In the article Girls worse at math? No way, new analysis shows (see article), Maggie Fox discusses girls’ math skills and the nature versus nurture debate between one camp that suggests that girls are inherently, or biologically, bad at math, and the camp that believes that societal gender inequality produces girls’ low math scores or the perception of girls as bad at math. As a women’s studies major, and former psychology major, I have read multiple articles and participated in many class discussions on gender differences and if these differences are rooted in nature or nurture. Through such academic experiences I have come to believe that gender is a social conception which is often stereotyped, and for women, is often limited to only certain identities and skills (not as much now as in the past when women’s identities were strongly pegged to motherhood, the dutiful housewife, and domestic master).  Socially, and culturally, we have defined for decades, centuries even, that men and boys are better at math then women and girls. However, new and exciting research is demonstrating that girls are just as good as boys at math, even at the genius level!

                Maggie Fox points to statistics from a study published in the “Proceedings of the National Academy of Sciences” and to data collected from students who participated in the International Math Olympics and the 2003 Program for International Student Assessment, which illustrate that girls have the inherent or biological wherewithal to perform at the same level of boys in mathematics. This even relates to findings released in our very own One Girl: The Status of Girls in Central Ohio, which illustrated that girl students are performing at similar levels as boy students on math proficiency tests. So, to the camp which believes that girls can not succeed and excel in mathematics: YOU’RE WRONG!

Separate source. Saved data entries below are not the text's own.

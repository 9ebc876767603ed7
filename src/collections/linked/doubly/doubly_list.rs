use std::fmt::{self, Debug, Display, Formatter};
use std::hash::{Hash, Hasher};
use std::marker::PhantomData;

use derive_more::IsVariant;

use super::{Iter, Node, NodeRef};
use crate::collections::linked::{EmptyList, Length, ONE, ValueNotFound};
use crate::util::fmt::DebugEntries;
use crate::util::option::OptionExtension;

/// A list with links in both directions. Unlike [`CircularList`](super::super::CircularList), the
/// chain has two ends: the head has no previous node and the tail has no next node.
///
/// A DoublyList is constructed from an initial value, but can become empty by deleting every
/// value. Inserting before the head of an empty list starts it over again.
///
/// # Time Complexity
/// For this analysis of time complexity, variables are defined as follows:
/// - `n`: The number of items in the DoublyList.
///
/// | Method | Complexity |
/// |-|-|
/// | `len` | `O(1)` |
/// | `head` | `O(1)` |
/// | `insert_next_to_head` | `O(1)` |
/// | `insert_before_head` | `O(1)` |
/// | `insert_after_value` | `O(n)` |
/// | `delete_value` | `O(n)` |
/// | `contains` | `O(n)` |
pub struct DoublyList<T> {
    pub(crate) state: ListState<T>,
    pub(crate) _phantom: PhantomData<T>,
}

#[derive(IsVariant)]
pub(crate) enum ListState<T> {
    Empty,
    Full(ListContents<T>),
}

use ListState::*;

pub(crate) struct ListContents<T> {
    pub len: Length,
    pub head: NodeRef<T>,
}

impl<T> DoublyList<T> {
    /// Creates a new DoublyList holding only `value`.
    pub fn new(value: T) -> DoublyList<T> {
        DoublyList {
            state: ListState::single(value),
            _phantom: PhantomData,
        }
    }

    /// Returns the length of the DoublyList.
    pub const fn len(&self) -> usize {
        self.state.len()
    }

    /// Returns true if every value has been deleted from the DoublyList.
    pub fn is_empty(&self) -> bool {
        self.state.is_empty()
    }

    /// Returns a reference to the first element in the list, if it exists.
    pub fn head(&self) -> Option<&T> {
        match &self.state {
            Empty => None,
            Full(ListContents { head, .. }) => Some(head.value()),
        }
    }

    /// Returns a mutable reference to the first element in the list, if it exists.
    pub fn head_mut(&mut self) -> Option<&mut T> {
        match &mut self.state {
            Empty => None,
            Full(ListContents { head, .. }) => Some(head.value_mut()),
        }
    }

    /// Inserts `value` directly after the head, so that it becomes the second element.
    ///
    /// # Errors
    /// Returns [`EmptyList`] if the list has no head to insert after.
    pub fn insert_next_to_head(&mut self, value: T) -> Result<(), EmptyList> {
        match &mut self.state {
            Empty => Err(EmptyList),
            Full(contents) => {
                let head = contents.head;
                contents.splice_after(head, value);
                Ok(())
            },
        }
    }

    /// Inserts `value` as the new head of the list.
    pub fn insert_before_head(&mut self, value: T) {
        match &mut self.state {
            Empty => self.state = ListState::single(value),
            Full(contents) => contents.push_front(value),
        }
    }

    pub fn iter(&self) -> Iter<'_, T> {
        self.into_iter()
    }
}

impl<T: PartialEq> DoublyList<T> {
    /// Inserts `value` directly after the first node (starting from the head) that holds `target`.
    ///
    /// # Errors
    /// Returns [`ValueNotFound`] and leaves the list unchanged if no node holds `target`.
    pub fn insert_after_value(&mut self, value: T, target: &T) -> Result<(), ValueNotFound> {
        match &mut self.state {
            Empty => Err(ValueNotFound),
            Full(contents) => {
                let node = contents.find(target).ok_or(ValueNotFound)?;
                contents.splice_after(node, value);
                Ok(())
            },
        }
    }

    /// Removes the first node (starting from the head) that holds `target` and returns its value.
    /// If the head is removed, its successor becomes the new head.
    ///
    /// # Errors
    /// Returns [`ValueNotFound`] and leaves the list unchanged if no node holds `target`.
    pub fn delete_value(&mut self, target: &T) -> Result<T, ValueNotFound> {
        let Full(contents) = &mut self.state else {
            return Err(ValueNotFound);
        };
        let node = contents.find(target).ok_or(ValueNotFound)?;

        match contents.len.checked_sub(1) {
            Some(new_len) => {
                contents.unlink(node);
                contents.len = new_len;
            },
            None => self.state = Empty,
        }

        // SAFETY: The node is no longer linked from either side (or was the only node of a list
        // that is now empty).
        Ok(unsafe { node.take_node() }.value)
    }

    /// Returns true if any element of the list is equal to `value`.
    pub fn contains(&self, value: &T) -> bool {
        self.iter().any(|i| i == value)
    }
}

impl<T> DoublyList<T> {
    #[cfg(test)]
    #[allow(clippy::unwrap_used)]
    pub(crate) fn verify_double_links(&self) {
        match self.state {
            Empty => {},
            Full(ListContents { len, head }) => {
                assert!(head.prev().is_none(), "The head shouldn't have a previous node.");

                let mut count = 1;
                let mut curr = head;
                while let Some(next) = curr.next() {
                    // UNWRAP: This needs to panic if prev is None.
                    assert!(next.prev().unwrap() == curr, "Next and previous links disagree.");
                    curr = next;
                    count += 1;
                }
                assert_eq!(count, len.get(), "The length should match the number of nodes.");

                while let Some(prev) = curr.prev() {
                    curr = prev;
                }
                assert!(curr == head, "Walking back from the tail should end at the head.");
            },
        }
    }
}

impl<T> ListContents<T> {
    pub fn wrap_one(value: T) -> ListContents<T> {
        let node = NodeRef::from_node(Node {
            value,
            prev: None,
            next: None,
        });

        ListContents {
            len: ONE,
            head: node,
        }
    }

    pub fn push_front(&mut self, value: T) {
        self.len = self.len.increment();

        let node = NodeRef::from_node(Node {
            value,
            prev: None,
            next: Some(self.head),
        });

        *self.head.prev_mut() = Some(node);
        self.head = node;
    }

    /// Links a new node holding `value` directly after `node`, returning the new node.
    pub fn splice_after(&mut self, node: NodeRef<T>, value: T) -> NodeRef<T> {
        self.len = self.len.increment();

        let new_node = NodeRef::from_node(Node {
            value,
            prev: Some(node),
            next: node.next(),
        });

        if let Some(next) = node.next() {
            *next.prev_mut() = Some(new_node);
        }
        *node.next_mut() = Some(new_node);
        new_node
    }

    /// Unlinks `node` from its neighbours without freeing it or updating the length. The list must
    /// hold at least one other node.
    pub fn unlink(&mut self, node: NodeRef<T>) {
        let (prev, next) = (node.prev(), node.next());

        match prev {
            Some(prev) => *prev.next_mut() = next,
            // SAFETY: The node is the head and isn't the only node, so it has a successor.
            None => self.head = unsafe { next.unreachable() },
        }
        if let Some(next) = next {
            *next.prev_mut() = prev;
        }
    }
}

impl<T: PartialEq> ListContents<T> {
    pub fn find(&self, target: &T) -> Option<NodeRef<T>> {
        let mut curr = Some(self.head);
        while let Some(node) = curr {
            if node.value() == target {
                return Some(node);
            }
            curr = node.next();
        }
        None
    }
}

impl<T> ListState<T> {
    pub fn single(value: T) -> ListState<T> {
        Full(ListContents::wrap_one(value))
    }

    pub const fn len(&self) -> usize {
        match self {
            Empty => 0,
            Full(ListContents { len, .. }) => len.get(),
        }
    }
}

impl<T: Clone> Clone for DoublyList<T> {
    fn clone(&self) -> Self {
        let mut values = self.iter();
        let state = match values.next() {
            None => Empty,
            Some(first) => {
                let mut contents = ListContents::wrap_one(first.clone());
                let mut tail = contents.head;
                for value in values {
                    tail = contents.splice_after(tail, value.clone());
                }
                Full(contents)
            },
        };

        DoublyList {
            state,
            _phantom: PhantomData,
        }
    }
}

impl<T> Drop for DoublyList<T> {
    fn drop(&mut self) {
        match self.state {
            Empty => {},
            Full(ListContents { head, .. }) => {
                let mut curr = Some(head);
                while let Some(node) = curr {
                    curr = node.next();
                    // SAFETY: Each node is visited exactly once, and the list can't be used again
                    // after being dropped.
                    drop(unsafe { node.take_node() });
                }
            },
        }
    }
}

impl<T: PartialEq> PartialEq for DoublyList<T> {
    fn eq(&self, other: &Self) -> bool {
        self.len() == other.len() && self.iter().eq(other.iter())
    }
}

impl<T: Eq> Eq for DoublyList<T> {}

impl<T: Hash> Hash for DoublyList<T> {
    fn hash<H: Hasher>(&self, state: &mut H) {
        self.len().hash(state);
        for value in self.iter() {
            value.hash(state);
        }

        // Terminate variable length hashing sequence.
        0xFF.hash(state);
    }
}

impl<T: Debug> Debug for DoublyList<T> {
    fn fmt(&self, f: &mut Formatter<'_>) -> fmt::Result {
        f.debug_struct("DoublyList")
            .field("contents", &DebugEntries(self.iter()))
            .field("len", &self.len())
            .finish()
    }
}

/// Writes the elements from head to tail: `3 <-> 1 <-> 2`. An empty list is written as `()`.
impl<T: Display> Display for DoublyList<T> {
    fn fmt(&self, f: &mut Formatter<'_>) -> fmt::Result {
        let mut values = self.iter();
        match values.next() {
            None => write!(f, "()"),
            Some(first) => {
                write!(f, "{first}")?;
                for value in values {
                    write!(f, " <-> {value}")?;
                }
                Ok(())
            },
        }
    }
}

                But, despite such positive statistics, we do see some gender disparities in math achievement. For instance, in the United States there are significantly less female than male mathematics professors. What explains such disparities? Fox points to historical-cultural gender inequality. For decades girls have not been as encouraged as boys to excel at math and jobs which involve complex math skills are typically considered by the culture to be male jobs. I think that this must be rooted in the women’s historical roles; across cultures, women were often limited to the domestic sphere, where they were not encouraged to succeed in math and did not need math for their day to day work, especially because they were typically not in charge of managing the household finances.

                This only highlights the need to encourage girls to enjoy math and to be confident in their mathematical abilities. When I was in 8th grade, I had a challenging, but great teacher who really encouraged boys and girls to excel at math. I ended up being the only student in the school to score a 100% on the 8th grade Math CBE (Credit By Exam) test, and I greatly attribute that success to my teacher’s dedication to my own academic development as well as her egalitarian math teaching methods. At the Women’s Fund we have been talking a lot about the significance of mentoring in girls’ lives lately. Perhaps mentoring would be a great approach to nurture girls’ confidence in their math abilities and to teach them that they are not inherently inferior in the subject! As I go on to teach secondary chemistry in the D.C. area next fall, I will certainly remember Maggie Fox’s article and the power of mentoring and dedication to girls’ math skills as I try to empower girls as best as I can to be confident in using their math skills in my class.